The Truth about Gossip and Reputation



From the beginning of personality psychology as an academic discipline in the 1930s, the conventional wisdom has maintained that reputation is an epiphenomenon of no real psychological significance or interest. Instead, according to Gordon Allport, personality psychology concerns the factors that make each person distinctive and unique. This was a mistake for two reasons: (1) it is impossible to generalize from uniqueness; and (2) reputation is easy to study and is a powerful predictor of behavior.

Another suspect topic is gossip. Conventional wisdom has maintained that gossip is little more than character assassination, and is something that right minded people will avoid. In the 1970s researchers began studying normal conversations and discovered that when real people (as opposed to academic psychologists) talk, they mostly (about 70% of the time) engage in gossip—they talk about other people.

That which reputation and gossip have in common is language. Robin Dunbar, a British anthropologist, is credited with the view that language evolved as a mechanism to organize and smooth social interaction. Dunbar thinks conversation among humans takes the place of social grooming in chimpanzees (our nearest relative); he thinks conversation serves to create social bonds.

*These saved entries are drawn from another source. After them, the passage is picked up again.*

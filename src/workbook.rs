// src/workbook.rs
//
// Spreadsheet collaborator. A workbook exposes named tables; a table has a
// header row (ordered column names) and positionally addressed data rows.
// Row lookup by business key is the reconciliation protocol's job, not the
// client's. The production client talks to a Graph-style workbook API over
// HTTPS, forwarding the caller's opaque bearer token; it never inspects
// the token.

use std::collections::HashMap;
use std::sync::Mutex;

use async_trait::async_trait;
use reqwest::header::{AUTHORIZATION, CONTENT_TYPE};
use reqwest::{Client, StatusCode};
use serde::Deserialize;
use serde_json::{json, Value};
use thiserror::Error;
use tracing::{debug, info};

#[derive(Error, Debug)]
pub enum SheetError {
    #[error("HTTP request failed")]
    Request(#[from] reqwest::Error),
    #[error("workbook API error: status={status}, message='{message}'")]
    Api { status: StatusCode, message: String },
    #[error("workbook file not found: {0}")]
    FileNotFound(String),
    #[error("table {table} has no '{column}' column")]
    MissingColumn { table: String, column: String },
    #[error("row index {index} out of range for table {table}")]
    RowOutOfRange { table: String, index: usize },
    #[error("JSON processing error")]
    Json(#[from] serde_json::Error),
}

/// One data row: its positional index in the table plus the value vector,
/// ordered like the header row.
#[derive(Debug, Clone)]
pub struct TableRow {
    pub index: usize,
    pub values: Vec<Value>,
}

#[async_trait]
pub trait TableClient: Send + Sync {
    async fn header_row(&self, table: &str) -> Result<Vec<String>, SheetError>;
    async fn rows(&self, table: &str) -> Result<Vec<TableRow>, SheetError>;
    async fn append_rows(&self, table: &str, rows: Vec<Vec<Value>>) -> Result<(), SheetError>;
    async fn update_row(&self, table: &str, index: usize, values: Vec<Value>)
        -> Result<(), SheetError>;
    async fn delete_row(&self, table: &str, index: usize) -> Result<(), SheetError>;
}

// --- Graph-backed client ---

const GRAPH_BASE_URL: &str = "https://graph.microsoft.com/v1.0";

#[derive(Debug, Deserialize)]
struct DriveSearchResponse {
    value: Vec<DriveItem>,
}

#[derive(Debug, Deserialize)]
struct DriveItem {
    id: String,
    #[serde(rename = "parentReference")]
    parent_reference: Option<ParentReference>,
}

#[derive(Debug, Deserialize)]
struct ParentReference {
    #[serde(rename = "driveId")]
    drive_id: Option<String>,
}

#[derive(Debug, Deserialize)]
struct RowsResponse {
    #[serde(default)]
    value: Vec<GraphRow>,
}

#[derive(Debug, Deserialize)]
struct GraphRow {
    index: usize,
    values: Vec<Vec<Value>>,
}

#[derive(Debug, Deserialize)]
struct RangeResponse {
    values: Vec<Vec<Value>>,
}

#[derive(Debug, Deserialize)]
struct GraphErrorBody {
    error: Option<GraphErrorDetail>,
}

#[derive(Debug, Deserialize)]
struct GraphErrorDetail {
    message: Option<String>,
}

pub struct GraphWorkbook {
    http: Client,
    access_token: String,
    file_name: String,
    /// Resolved once per client; the file is searched by name on first use.
    located: tokio::sync::OnceCell<(String, Option<String>)>,
}

impl GraphWorkbook {
    pub fn new(http: Client, access_token: impl Into<String>, file_name: impl Into<String>) -> Self {
        Self {
            http,
            access_token: access_token.into(),
            file_name: file_name.into(),
            located: tokio::sync::OnceCell::new(),
        }
    }

    async fn check(response: reqwest::Response) -> Result<reqwest::Response, SheetError> {
        let status = response.status();
        if status.is_success() {
            return Ok(response);
        }
        let message = match response.json::<GraphErrorBody>().await {
            Ok(body) => body
                .error
                .and_then(|e| e.message)
                .unwrap_or_else(|| "unknown error".to_string()),
            Err(_) => "unknown error".to_string(),
        };
        Err(SheetError::Api { status, message })
    }

    async fn locate_file(&self) -> Result<&(String, Option<String>), SheetError> {
        self.located
            .get_or_try_init(|| async {
                let url = format!(
                    "{GRAPH_BASE_URL}/me/drive/root/search(q='{}')",
                    self.file_name
                );
                let response = self
                    .http
                    .get(&url)
                    .header(AUTHORIZATION, format!("Bearer {}", self.access_token))
                    .send()
                    .await?;
                let search: DriveSearchResponse = Self::check(response).await?.json().await?;
                let item = search
                    .value
                    .into_iter()
                    .next()
                    .ok_or_else(|| SheetError::FileNotFound(self.file_name.clone()))?;
                let drive_id = item.parent_reference.and_then(|p| p.drive_id);
                info!(file = %self.file_name, id = %item.id, "located workbook file");
                Ok((item.id, drive_id))
            })
            .await
    }

    /// Table endpoint prefix; shared files address the drive explicitly.
    async fn table_url(&self, table: &str, suffix: &str) -> Result<String, SheetError> {
        let (file_id, drive_id) = self.locate_file().await?;
        let base = match drive_id {
            Some(drive_id) => format!("{GRAPH_BASE_URL}/drives/{drive_id}/items/{file_id}"),
            None => format!("{GRAPH_BASE_URL}/me/drive/items/{file_id}"),
        };
        Ok(format!("{base}/workbook/tables/{table}{suffix}"))
    }

    fn authorized(&self, builder: reqwest::RequestBuilder) -> reqwest::RequestBuilder {
        builder
            .header(AUTHORIZATION, format!("Bearer {}", self.access_token))
            .header(CONTENT_TYPE, "application/json")
    }
}

#[async_trait]
impl TableClient for GraphWorkbook {
    async fn header_row(&self, table: &str) -> Result<Vec<String>, SheetError> {
        let url = self.table_url(table, "/headerRowRange").await?;
        let response = self.authorized(self.http.get(&url)).send().await?;
        let range: RangeResponse = Self::check(response).await?.json().await?;
        let headers = range
            .values
            .into_iter()
            .next()
            .unwrap_or_default()
            .into_iter()
            .map(|v| match v {
                Value::String(s) => s,
                other => other.to_string(),
            })
            .collect();
        Ok(headers)
    }

    async fn rows(&self, table: &str) -> Result<Vec<TableRow>, SheetError> {
        let url = self.table_url(table, "/rows").await?;
        let response = self.authorized(self.http.get(&url)).send().await?;
        let rows: RowsResponse = Self::check(response).await?.json().await?;
        debug!(table, count = rows.value.len(), "fetched table rows");
        Ok(rows
            .value
            .into_iter()
            .map(|row| TableRow {
                index: row.index,
                values: row.values.into_iter().next().unwrap_or_default(),
            })
            .collect())
    }

    async fn append_rows(&self, table: &str, rows: Vec<Vec<Value>>) -> Result<(), SheetError> {
        let url = self.table_url(table, "/rows").await?;
        let response = self
            .authorized(self.http.post(&url))
            .json(&json!({ "values": rows }))
            .send()
            .await?;
        Self::check(response).await?;
        Ok(())
    }

    async fn update_row(
        &self,
        table: &str,
        index: usize,
        values: Vec<Value>,
    ) -> Result<(), SheetError> {
        let url = self
            .table_url(table, &format!("/rows/itemAt(index={index})"))
            .await?;
        let response = self
            .authorized(self.http.patch(&url))
            .json(&json!({ "values": [values] }))
            .send()
            .await?;
        Self::check(response).await?;
        Ok(())
    }

    async fn delete_row(&self, table: &str, index: usize) -> Result<(), SheetError> {
        let url = self
            .table_url(table, &format!("/rows/itemAt(index={index})"))
            .await?;
        let response = self.authorized(self.http.delete(&url)).send().await?;
        Self::check(response).await?;
        Ok(())
    }
}

// --- In-memory workbook for tests and local runs ---

#[derive(Debug, Default)]
struct MemoryTable {
    headers: Vec<String>,
    rows: Vec<Vec<Value>>,
}

/// Table fake with the same positional semantics as the Graph client,
/// plus failure injection for partial-batch tests.
#[derive(Default)]
pub struct InMemoryWorkbook {
    tables: Mutex<HashMap<String, MemoryTable>>,
    fail_updates: Mutex<bool>,
}

impl InMemoryWorkbook {
    pub fn new() -> Self {
        Self::default()
    }

    pub fn create_table(&self, name: &str, headers: &[&str]) {
        self.tables.lock().unwrap().insert(
            name.to_string(),
            MemoryTable {
                headers: headers.iter().map(|h| h.to_string()).collect(),
                rows: Vec::new(),
            },
        );
    }

    pub fn row_count(&self, name: &str) -> usize {
        self.tables
            .lock()
            .unwrap()
            .get(name)
            .map(|t| t.rows.len())
            .unwrap_or(0)
    }

    pub fn raw_rows(&self, name: &str) -> Vec<Vec<Value>> {
        self.tables
            .lock()
            .unwrap()
            .get(name)
            .map(|t| t.rows.clone())
            .unwrap_or_default()
    }

    /// Makes every subsequent row update fail with an API error.
    pub fn fail_updates(&self, fail: bool) {
        *self.fail_updates.lock().unwrap() = fail;
    }

    fn with_table<R>(
        &self,
        name: &str,
        f: impl FnOnce(&mut MemoryTable) -> Result<R, SheetError>,
    ) -> Result<R, SheetError> {
        let mut tables = self.tables.lock().unwrap();
        let table = tables
            .get_mut(name)
            .ok_or_else(|| SheetError::FileNotFound(name.to_string()))?;
        f(table)
    }
}

#[async_trait]
impl TableClient for InMemoryWorkbook {
    async fn header_row(&self, table: &str) -> Result<Vec<String>, SheetError> {
        self.with_table(table, |t| Ok(t.headers.clone()))
    }

    async fn rows(&self, table: &str) -> Result<Vec<TableRow>, SheetError> {
        self.with_table(table, |t| {
            Ok(t.rows
                .iter()
                .enumerate()
                .map(|(index, values)| TableRow {
                    index,
                    values: values.clone(),
                })
                .collect())
        })
    }

    async fn append_rows(&self, table: &str, rows: Vec<Vec<Value>>) -> Result<(), SheetError> {
        self.with_table(table, |t| {
            for mut row in rows {
                row.resize(t.headers.len(), Value::String(String::new()));
                t.rows.push(row);
            }
            Ok(())
        })
    }

    async fn update_row(
        &self,
        table: &str,
        index: usize,
        mut values: Vec<Value>,
    ) -> Result<(), SheetError> {
        if *self.fail_updates.lock().unwrap() {
            return Err(SheetError::Api {
                status: StatusCode::SERVICE_UNAVAILABLE,
                message: "injected failure".to_string(),
            });
        }
        self.with_table(table, |t| {
            let slot = t.rows.get_mut(index).ok_or(SheetError::RowOutOfRange {
                table: table.to_string(),
                index,
            })?;
            values.resize(slot.len(), Value::String(String::new()));
            *slot = values;
            Ok(())
        })
    }

    async fn delete_row(&self, table: &str, index: usize) -> Result<(), SheetError> {
        self.with_table(table, |t| {
            if index >= t.rows.len() {
                return Err(SheetError::RowOutOfRange {
                    table: table.to_string(),
                    index,
                });
            }
            t.rows.remove(index);
            Ok(())
        })
    }
}

#[cfg(test)]
mod tests {
    use super::*;

    #[tokio::test]
    async fn in_memory_workbook_positional_semantics() {
        let wb = InMemoryWorkbook::new();
        wb.create_table("T", &["ID", "Name"]);
        wb.append_rows("T", vec![vec![json!("a"), json!("one")]])
            .await
            .unwrap();
        wb.append_rows("T", vec![vec![json!("b"), json!("two")]])
            .await
            .unwrap();

        let rows = wb.rows("T").await.unwrap();
        assert_eq!(rows.len(), 2);
        assert_eq!(rows[1].index, 1);

        wb.update_row("T", 0, vec![json!("a"), json!("uno")])
            .await
            .unwrap();
        assert_eq!(wb.raw_rows("T")[0][1], json!("uno"));

        wb.delete_row("T", 0).await.unwrap();
        let rows = wb.rows("T").await.unwrap();
        assert_eq!(rows.len(), 1);
        assert_eq!(rows[0].values[0], json!("b"));

        assert!(matches!(
            wb.update_row("T", 5, vec![]).await,
            Err(SheetError::RowOutOfRange { .. })
        ));
    }
}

I have argued for a long time that much conversation is actually about gossip and gossip is mostly about coming to a common agreement about another person’s reputation—hence the link between gossip and reputation. Knowing another person’s reputation is quite helpful in deciding how to deal with that person in future interactions. Gossip tells us who we can trust; conversely, the prospects of acquiring a bad reputation serves to control people’s otherwise selfish tendencies—gossip functions as a mechanism of social control.

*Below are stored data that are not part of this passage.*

//! Movie search service used by the application controller.

use std::sync::Arc;

use crate::errors::MovieSearchError;
use crate::providers::{DemoProvider, MovieProvider};
use crate::tmdb::TmdbClient;
use crate::types::{Movie, MovieQuery};

/// Movie search service wrapping a shared provider.
///
/// Cloning is cheap; clones share the provider.
#[derive(Debug, Clone)]
pub struct MovieSearchService {
    provider: Arc<dyn MovieProvider>,
}

impl MovieSearchService {
    /// Creates a service over any provider.
    pub fn new(provider: Arc<dyn MovieProvider>) -> Self {
        Self { provider }
    }

    /// Creates a service backed by the TMDB API.
    pub fn with_tmdb(client: TmdbClient) -> Self {
        Self::new(Arc::new(client))
    }

    /// Creates a service backed by the offline demo catalogue.
    pub fn new_demo() -> Self {
        Self::new(Arc::new(DemoProvider::new()))
    }

    /// Name of the underlying provider.
    pub fn provider_name(&self) -> &'static str {
        self.provider.name()
    }

    /// Fetches movies for a query, treating an empty listing as a failure.
    ///
    /// # Errors
    /// - `MovieSearchError::NoResults` - The provider returned no movies
    /// - Any error the provider reports
    pub async fn fetch(&self, query: &MovieQuery) -> Result<Vec<Movie>, MovieSearchError> {
        let movies = self.provider.fetch_movies(query).await?;

        if movies.is_empty() {
            tracing::debug!(provider = self.provider.name(), %query, "No movies found");
            return Err(MovieSearchError::NoResults);
        }

        tracing::debug!(
            provider = self.provider.name(),
            %query,
            count = movies.len(),
            "Fetched movies"
        );
        Ok(movies)
    }
}

impl Default for MovieSearchService {
    fn default() -> Self {
        Self::new_demo()
    }
}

Ralf Summerfield and colleagues at the Max Planck Institute for Evolutionary Biology published a study in the Proceedings of the National Academy of Sciences that is an interesting contribution to this line of thinking. They used the standard game theoretical paradigm in which two people interact, and each has the option of competing or cooperating. If both cooperate, both win; if one competes while the other cooperates, the selfish person wins even bigger. In this study, participants were provided information regarding the other person’s reputation as either selfish or cooperative. As expected, they found that if a person expected to interact with someone with a reputation for selfishness, he/she would behave selfishly, but if a person expected to interact with someone with a reputation for cooperation, he/she would tend to cooperate.

The real news in the study, however, concerned a particular wrinkle. In some cases they would provide the participants with both data regarding other person’s performance and a description that person’s reputation. Participants invariably believed the gossip rather than the data. As Sommerfeld noted: “It could be that we are just more adapted to listen to other information than to observe people, because most of the time we’re not able to observe how other people behave. Thus we might believe we have missed something.”

There are two points about this that are worth remembering. First, people believe gossip over actual data regarding a person’s performance. And second, smart people will try to keep their reputations in good shape.